La policía también encontró una barra de hierro ensangrentada en el interior del vehículo, tipo ranchera, de Tejera. El análisis de este objeto será vital para intentar esclarecer este crimen y sobre todo tras encontrar el cuerpo de Tejera con múltiples golpes, muchos de ellos en la cabeza.

La Policía Judicial cuenta también desde el pasado jueves con el apoyo de un grupo de especialistas de la Comisaría General del Cuerpo Nacional de Policía de Madrid para avanzar en las investigaciones del caso.

La aparición de manchas de sangre en el garaje del edificio donde residía Tejera en Arrecife hace pensar que los autores del delito pudieron haber raptado en esa zona a Juan Carlos para trasladarlo posteriormente en su vehículo hacia la escombrera de Argana. La policía trata de determinar el número de personas que participaron en este posible crimen.

Los agentes que llevan el caso están rastreando también las distintas cámaras de seguridad que se encuentran en el trayecto que va desde la vivienda de Tejera hasta la zona donde apareció su vehículo. Los autores del crimen tuvieron que recorrer en torno a los cuatro kilómetros, distancia que hay entre el garaje y la zona donde apareció el vehículo. Un trayecto que apenas se recorre en ocho minutos por lo que es posible que la muerte de Juan Carlos tuviera lugar entre las doce y la una de la madrugada, teniendo en cuenta que salió del bar en dirección a su casa sobre las 23.30 horas.

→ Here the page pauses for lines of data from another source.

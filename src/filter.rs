use crate::constants::*;
use crate::frame::CanFrame;

/// CanFilter
///
/// Contains an internal id and mask. Packets are considered to be matched by
/// a filter if `received_id & mask == filter_id & mask` holds true.
#[derive(Debug, Copy, Clone, PartialEq, Eq)]
#[repr(C)]
pub struct CanFilter {
    _id: u32,
    _mask: u32,
}

impl CanFilter {
    /// Construct a new CAN filter.
    pub fn new(id: u32, mask: u32) -> CanFilter {
        CanFilter {
            _id: id,
            _mask: mask,
        }
    }

    /// Match exactly one standard-format id.
    pub fn standard(id: u32) -> CanFilter {
        CanFilter::new(id & SFF_MASK, SFF_MASK | EFF_FLAG | RTR_FLAG)
    }

    /// Match exactly one extended-format id.
    pub fn extended(id: u32) -> CanFilter {
        CanFilter::new((id & EFF_MASK) | EFF_FLAG, EFF_MASK | EFF_FLAG | RTR_FLAG)
    }

    /// Apply the kernel's acceptance test to a frame.
    pub fn matches(&self, frame: &CanFrame) -> bool {
        frame.raw_id() & self._mask == self._id & self._mask
    }
}

#[cfg(test)]
mod tests {
    use super::*;

    #[test]
    fn standard_filter_rejects_extended_twin() {
        let filter = CanFilter::standard(0x123);
        assert!(filter.matches(&CanFrame::new(0x123, &[1], false, false).unwrap()));
        assert!(!filter.matches(&CanFrame::new(0x124, &[1], false, false).unwrap()));
        assert!(!filter.matches(&CanFrame::new_extended(0x123, &[1]).unwrap()));
        assert!(!filter.matches(&CanFrame::new(0x123, &[], true, false).unwrap()));
    }

    #[test]
    fn extended_filter() {
        let filter = CanFilter::extended(0x12345678);
        assert!(filter.matches(&CanFrame::new_extended(0x12345678, &[]).unwrap()));
        assert!(!filter.matches(&CanFrame::new_extended(0x12345679, &[]).unwrap()));
    }

    #[test]
    fn zero_mask_accepts_everything() {
        let filter = CanFilter::new(0, 0);
        assert!(filter.matches(&CanFrame::new_extended(0x1, &[]).unwrap()));
        assert!(filter.matches(&CanFrame::new(0x7FF, &[], true, false).unwrap()));
    }
}
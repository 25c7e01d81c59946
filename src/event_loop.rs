//! Single-threaded readiness dispatch on top of epoll.
//!
//! An `EventLoop` keeps a table of registrations, each one a descriptor, an
//! interest mask and a callback. `run_once` waits for readiness and calls the
//! callback of every descriptor that became ready, passing the mask epoll
//! reported (which may include `EPOLLERR`/`EPOLLHUP` on top of the interest).
//!
//! All methods take `&self`, so callbacks are free to register and
//! deregister descriptors while a dispatch cycle is in progress. A
//! registration removed during a cycle is never called again, even if
//! readiness for it was already collected by the same `epoll_wait`.

use std::cell::RefCell;
use std::collections::HashMap;
use std::os::unix::io::{AsRawFd, RawFd};
use std::time::{Duration, Instant};
use std::{fmt, mem};

use nix::errno::Errno;
use nix::sys::epoll::{epoll_create1, epoll_ctl, epoll_wait, EpollCreateFlags, EpollEvent, EpollFlags, EpollOp};
use nix::unistd::close;

use crate::errors::EventLoopError;
use crate::shutdown::ShutdownFlag;
use crate::util;

/// Callback invoked with the readiness mask observed for a descriptor.
pub type ReadyCallback = Box<dyn FnMut(EpollFlags)>;

const DEFAULT_MAX_EVENTS: usize = 64;

/// Opaque handle to one registration.
///
/// Slots are reused after deregistration; the generation makes handles to a
/// previous occupant of the slot unusable.
#[derive(Copy, Clone, Debug, PartialEq, Eq, Hash)]
pub struct EvtId {
    index: u32,
    generation: u32,
}

impl EvtId {
    fn token(self) -> u64 {
        (u64::from(self.generation) << 32) | u64::from(self.index)
    }

    fn from_token(token: u64) -> EvtId {
        EvtId {
            index: token as u32,
            generation: (token >> 32) as u32,
        }
    }
}

impl fmt::Display for EvtId {
    fn fmt(&self, f: &mut fmt::Formatter<'_>) -> fmt::Result {
        write!(f, "#{}.{}", self.index, self.generation)
    }
}

struct Registration {
    fd: RawFd,
    interest: EpollFlags,
    // None while the callback is running
    callback: Option<ReadyCallback>,
}

struct Slot {
    generation: u32,
    entry: Option<Registration>,
}

#[derive(Default)]
struct Table {
    slots: Vec<Slot>,
    free: Vec<u32>,
    by_fd: HashMap<RawFd, EvtId>,
}

impl Table {
    fn live(&self, id: EvtId) -> Option<&Registration> {
        self.slots
            .get(id.index as usize)
            .filter(|slot| slot.generation == id.generation)
            .and_then(|slot| slot.entry.as_ref())
    }

    fn live_mut(&mut self, id: EvtId) -> Option<&mut Registration> {
        self.slots
            .get_mut(id.index as usize)
            .filter(|slot| slot.generation == id.generation)
            .and_then(|slot| slot.entry.as_mut())
    }

    fn next_id(&self) -> EvtId {
        match self.free.last() {
            Some(&index) => EvtId {
                index,
                generation: self.slots[index as usize].generation,
            },
            None => EvtId {
                index: self.slots.len() as u32,
                generation: 0,
            },
        }
    }

    fn insert(&mut self, id: EvtId, registration: Registration) {
        if self.free.last() == Some(&id.index) {
            self.free.pop();
        } else {
            self.slots.push(Slot {
                generation: id.generation,
                entry: None,
            });
        }
        self.by_fd.insert(registration.fd, id);
        self.slots[id.index as usize].entry = Some(registration);
    }

    fn remove(&mut self, id: EvtId) -> Option<Registration> {
        let slot = self.slots.get_mut(id.index as usize)?;
        if slot.generation != id.generation {
            return None;
        }
        let registration = slot.entry.take()?;
        slot.generation = slot.generation.wrapping_add(1);
        self.free.push(id.index);
        self.by_fd.remove(&registration.fd);
        Some(registration)
    }
}

/// Readiness-based event loop.
pub struct EventLoop {
    epfd: RawFd,
    table: RefCell<Table>,
    events: RefCell<Vec<EpollEvent>>,
    max_events: usize,
}

impl EventLoop {
    pub fn new() -> Result<EventLoop, EventLoopError> {
        EventLoop::with_capacity(DEFAULT_MAX_EVENTS)
    }

    /// Create a loop that collects at most `max_events` ready descriptors
    /// per `epoll_wait`. Remaining ones are reported on the next cycle.
    pub fn with_capacity(max_events: usize) -> Result<EventLoop, EventLoopError> {
        let epfd = epoll_create1(EpollCreateFlags::EPOLL_CLOEXEC)?;
        log::debug!("created epoll context {}", epfd);

        Ok(EventLoop {
            epfd,
            table: RefCell::new(Table::default()),
            events: RefCell::new(Vec::new()),
            max_events: max_events.max(1),
        })
    }

    /// Start monitoring `fd` for `interest`.
    ///
    /// Fails without side effects if `fd` is closed, already registered on
    /// this loop, `interest` is empty or epoll rejects the descriptor.
    pub fn register_event<F>(&self, fd: RawFd, interest: EpollFlags, callback: F) -> Result<EvtId, EventLoopError>
    where
        F: FnMut(EpollFlags) + 'static,
    {
        if interest.is_empty() {
            return Err(EventLoopError::EmptyInterest);
        }
        if !util::is_open(fd) {
            return Err(EventLoopError::InvalidDescriptor(fd));
        }

        let mut table = self.table.borrow_mut();
        if table.by_fd.contains_key(&fd) {
            return Err(EventLoopError::AlreadyRegistered(fd));
        }

        let id = table.next_id();
        let mut event = EpollEvent::new(interest, id.token());
        epoll_ctl(self.epfd, EpollOp::EpollCtlAdd, fd, &mut event)?;

        table.insert(
            id,
            Registration {
                fd,
                interest,
                callback: Some(Box::new(callback)),
            },
        );
        log::debug!("registered fd {} as {} ({:?})", fd, id, interest);

        Ok(id)
    }

    /// Stop monitoring the descriptor behind `id` and drop its callback.
    ///
    /// The handle is invalid afterwards; deregistering it again fails with
    /// `UnknownHandle`.
    pub fn deregister_event(&self, id: EvtId) -> Result<(), EventLoopError> {
        let removed = {
            let mut table = self.table.borrow_mut();
            let fd = match table.live(id) {
                Some(registration) => registration.fd,
                None => return Err(EventLoopError::UnknownHandle(id)),
            };

            match epoll_ctl(self.epfd, EpollOp::EpollCtlDel, fd, None) {
                Ok(()) => {}
                // closing a descriptor already removed it from the epoll set
                Err(Errno::EBADF) | Err(Errno::ENOENT) => {
                    log::debug!("fd {} of {} was closed before deregistration", fd, id);
                }
                Err(e) => return Err(e.into()),
            }

            table.remove(id)
        };

        if let Some(registration) = removed {
            log::debug!("deregistered fd {} ({})", registration.fd, id);
        }
        Ok(())
    }

    /// Change the interest mask of an existing registration.
    pub fn modify_event(&self, id: EvtId, interest: EpollFlags) -> Result<(), EventLoopError> {
        if interest.is_empty() {
            return Err(EventLoopError::EmptyInterest);
        }

        let mut table = self.table.borrow_mut();
        let registration = table.live_mut(id).ok_or(EventLoopError::UnknownHandle(id))?;
        let mut event = EpollEvent::new(interest, id.token());
        epoll_ctl(self.epfd, EpollOp::EpollCtlMod, registration.fd, &mut event)?;
        registration.interest = interest;
        Ok(())
    }

    pub fn is_registered(&self, id: EvtId) -> bool {
        self.table.borrow().live(id).is_some()
    }

    /// Interest mask `id` was registered with.
    pub fn interest(&self, id: EvtId) -> Option<EpollFlags> {
        self.table.borrow().live(id).map(|registration| registration.interest)
    }

    /// Number of live registrations.
    pub fn len(&self) -> usize {
        self.table.borrow().by_fd.len()
    }

    pub fn is_empty(&self) -> bool {
        self.len() == 0
    }

    /// Run a single dispatch cycle.
    ///
    /// Blocks until at least one descriptor is ready or `timeout` elapses
    /// (`None` waits indefinitely), then invokes the callback of every ready
    /// registration. Returns the number of callbacks invoked. An interrupted
    /// wait is restarted with whatever is left of the timeout.
    pub fn run_once(&self, timeout: Option<Duration>) -> Result<usize, EventLoopError> {
        let mut events = mem::take(&mut *self.events.borrow_mut());
        events.resize(self.max_events, EpollEvent::empty());

        let result = self.wait(&mut events, timeout).map(|n| self.dispatch(&events[..n]));

        *self.events.borrow_mut() = events;
        result
    }

    /// Dispatch cycles until no registrations remain.
    pub fn run_until_empty(&self) -> Result<(), EventLoopError> {
        while !self.is_empty() {
            self.run_once(None)?;
        }
        Ok(())
    }

    /// Dispatch cycles until `shutdown` is triggered or the table is empty.
    ///
    /// Each wait is bounded by `tick`, which is how long a trigger from
    /// another thread can go unnoticed unless it also sets a `WakeupEvent`.
    /// Returns the total number of callbacks invoked.
    pub fn run_until(&self, shutdown: &ShutdownFlag, tick: Duration) -> Result<usize, EventLoopError> {
        let mut dispatched = 0;
        while !shutdown.is_triggered() && !self.is_empty() {
            dispatched += self.run_once(Some(tick))?;
        }
        Ok(dispatched)
    }

    fn wait(&self, events: &mut [EpollEvent], timeout: Option<Duration>) -> Result<usize, EventLoopError> {
        let deadline = timeout.map(|t| Instant::now() + t);

        loop {
            let timeout_ms = match deadline {
                None => -1,
                Some(deadline) => duration_to_ms(deadline.saturating_duration_since(Instant::now())),
            };

            match epoll_wait(self.epfd, events, timeout_ms) {
                Ok(n) => return Ok(n),
                Err(Errno::EINTR) => {
                    log::trace!("epoll_wait interrupted, retrying");
                }
                Err(e) => return Err(e.into()),
            }
        }
    }

    fn dispatch(&self, ready: &[EpollEvent]) -> usize {
        let mut invoked = 0;

        for event in ready {
            let id = EvtId::from_token(event.data());
            let mask = event.events();

            let callback = match self.table.borrow_mut().live_mut(id) {
                Some(registration) => registration.callback.take(),
                // deregistered earlier in this cycle
                None => None,
            };
            let mut callback = match callback {
                Some(callback) => callback,
                None => continue,
            };

            log::trace!("dispatching {} with {:?}", id, mask);
            callback(mask);
            invoked += 1;

            // the callback may have deregistered itself; then it is dropped
            // here, outside of the table borrow
            let orphaned = {
                let mut table = self.table.borrow_mut();
                match table.live_mut(id) {
                    Some(registration) => {
                        registration.callback = Some(callback);
                        None
                    }
                    None => Some(callback),
                }
            };
            drop(orphaned);
        }

        invoked
    }
}

fn duration_to_ms(d: Duration) -> isize {
    let mut ms = d.as_millis();
    // round up so short timeouts do not degrade into a busy poll
    if Duration::from_millis(ms as u64) < d {
        ms += 1;
    }
    if ms > isize::MAX as u128 {
        isize::MAX
    } else {
        ms as isize
    }
}

impl AsRawFd for EventLoop {
    fn as_raw_fd(&self) -> RawFd {
        self.epfd
    }
}

impl Drop for EventLoop {
    fn drop(&mut self) {
        let table = mem::take(self.table.get_mut());
        for (fd, id) in table.by_fd.iter() {
            log::warn!("event loop dropped with fd {} still registered ({})", fd, id);
            if let Err(e) = epoll_ctl(self.epfd, EpollOp::EpollCtlDel, *fd, None) {
                log::debug!("removing fd {} from epoll context {}: {}", fd, self.epfd, e);
            }
        }
        drop(table);

        if let Err(e) = close(self.epfd) {
            log::warn!("closing epoll context {}: {}", self.epfd, e);
        }
    }
}
extern crate env_logger;
extern crate log;
extern crate socketcan_evloop;

use socketcan_evloop::{EventLoop, ShutdownFlag, SocketCanIntf};
use std::cell::Cell;
use std::rc::Rc;
use std::time::Duration;

/// Print every frame seen on an interface until 100 have arrived.
fn main() {
    env_logger::init();
    let iface = std::env::args().nth(1).unwrap_or_else(|| "vcan0".to_owned());

    let event_loop = EventLoop::new().unwrap();
    let shutdown = ShutdownFlag::new();
    let count = Rc::new(Cell::new(0u32));

    let mut bus = SocketCanIntf::new();
    let stop = shutdown.clone();
    let seen = count.clone();
    if let Err(e) = bus.init(&iface, &event_loop, move |frame| {
        seen.set(seen.get() + 1);
        let kind = if frame.is_extended() { "EXT" } else { "STD" };
        println!("#{:<6} {} {:X}", seen.get(), kind, frame);
        if seen.get() >= 100 {
            stop.trigger();
        }
    }) {
        log::error!("{}: {}", iface, e);
        eprintln!("Make sure the interface exists: ip link show {}", iface);
        std::process::exit(1);
    }

    event_loop.run_until(&shutdown, Duration::from_millis(500)).unwrap();
    bus.deinit();
    log::debug!("{} frames received", count.get());
}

La pareja de Juan Carlos fue la que dio la voz de alarma a sus amigos y familiares en la madrugada del viernes en vista de que no llegaba a su casa. De hecho, fue uno de sus amigos el que encontró el vehículo. Familiares y amigos rastreaban sin éxito la zona de la escombrera de Argana al día siguiente de su desaparición, junto a miembros de la ONG de emergencia y rescate de Lanzarote (Emerlan) y de la Escuela Española de Salvamento y Detección con Perros con sede en la isla de Fuerteventura.